Frankie took a long look around. At the kids setting off fireworks, at the starry sky above, at Burton in front of her.
“I just knew,” she said. Ezra started to speak but she held up a hand. “Let me this time. Let me be the one to finally chase you.”
FORTY-FIVE
Frankie
Frankie wasn’t sure if she truly had it in her, but she knew she owed it to herself, and to Ezra, to at least try. Maybe it would be ugly and maybe it would be ineloquent, but she’d shown plenty of men her ugly parts; she’d just never asked them to love her in spite of them. Frankie had made a life for herself, a career for herself, with those ugly parts: the brashness, the brazenness, the overconfidence.

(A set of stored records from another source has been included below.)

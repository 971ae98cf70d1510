//! Logging setup.
//!
//! Logs go to stderr by default, or to a file (without ANSI colours) when a
//! log file is configured. `RUST_LOG` selects the filter, defaulting to `info`.

use std::fs::{self, OpenOptions};
use std::path::Path;
use tracing_subscriber::EnvFilter;

use crate::error::{InventoryError, Result};

fn env_filter() -> EnvFilter {
    EnvFilter::try_from_default_env().unwrap_or_else(|_| EnvFilter::new("info"))
}

/// Initializes logging to the given file, appending to it.
pub fn init_file_logging(path: &Path) -> Result<()> {
    if let Some(parent) = path.parent().filter(|p| !p.as_os_str().is_empty()) {
        fs::create_dir_all(parent).map_err(|e| {
            InventoryError::config(format!(
                "Could not create log directory {}: {e}",
                parent.display()
            ))
        })?;
    }

    let log_file = OpenOptions::new()
        .create(true)
        .append(true)
        .open(path)
        .map_err(|e| {
            InventoryError::config(format!("Could not open log file {}: {e}", path.display()))
        })?;

    tracing_subscriber::fmt()
        .with_env_filter(env_filter())
        .with_writer(log_file)
        .with_ansi(false)
        .init();
    Ok(())
}

/// Initializes logging to stderr.
pub fn init_stderr_logging() {
    tracing_subscriber::fmt()
        .with_env_filter(env_filter())
        .with_writer(std::io::stderr)
        .init();
}

/// Initializes logging according to the configured destination.
pub fn init(log_file: Option<&Path>) -> Result<()> {
    match log_file {
        Some(path) => init_file_logging(path),
        None => {
            init_stderr_logging();
            Ok(())
        }
    }
}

But now, she was standing in front of Ezra and saying: love me anyway, choose me anyway.
“We didn’t get married,” she started. “But I put on the ring, and you put on yours, and well, I guess for a few minutes, it was lovely to think about.” She paused because she wanted to get this right. “I don’t... I don’t think that will ever be for me, Ezra. The white picket fence, the two point five kids with a golden retriever and dinner every night at six. And I guess I always knew that but wanted to have you for myself anyway.” She was surprised to find herself blinking back tears. “Andeven though it’s been over between us forever, and even though I spent that forever hating you, I just...” She sighed. “I owe you an apology. Because I should have tried harder. I should have been better. You didn’t deserve to find out that I had a miscarriage three thousand miles away from you, and you didn’t deserve to hear the relief in my voice when I told you, even when I could hear the pain in yours.”
“Frankie—” Ezra said.
“Please, let me just—” She stopped, blew out her breath. “It’s New Year’s Eve, you know? And if I don’t say this now, I never will.” He nodded, so she steadied herself and continued. “I don’t expect for you to forgive me; I don’t expect for you to come to LA and take me to dinner. But, I mean, I was thinking—last night, we pretended for a minute that we were together, and I had a head injury and you were pretty drunk—”
“Very drunk,” Ezra interrupted.
“Right, so even more drunk than what I said. But well, I was wondering, maybe if I came to New York, maybe I could takeyouto dinner? I can’t... I don’t want to lose this before we’ve even started. So, I mean, maybe I could ask for you to possibly like me again, someday?”
“Frankie,” he said, and took a step closer. “I already like you again.”
“But I can’t be any of those things you want. I need to tell you that now. I don’t want to make you unhappy. For a long time, I wanted that—I wanted you to be the most miserable bastard on earth.”
Ezra tilted his head back and howled with laughter, so Frankie allowed herself to grin as well.
“I mean, Ezra, I really did hate you.”
“It was mutual,” he said.
And she took another step closer until they were right there, in front of each other, with nowhere else to look, nowhere else to turn. No pretense, no baggage, no lies, no history but the good kind.
“I won’t run again,” she said. Ezra nodded because he already knew.
“But is it a hard no on the golden retriever?” he asked with a smile. “I mean, I really would like a dog.”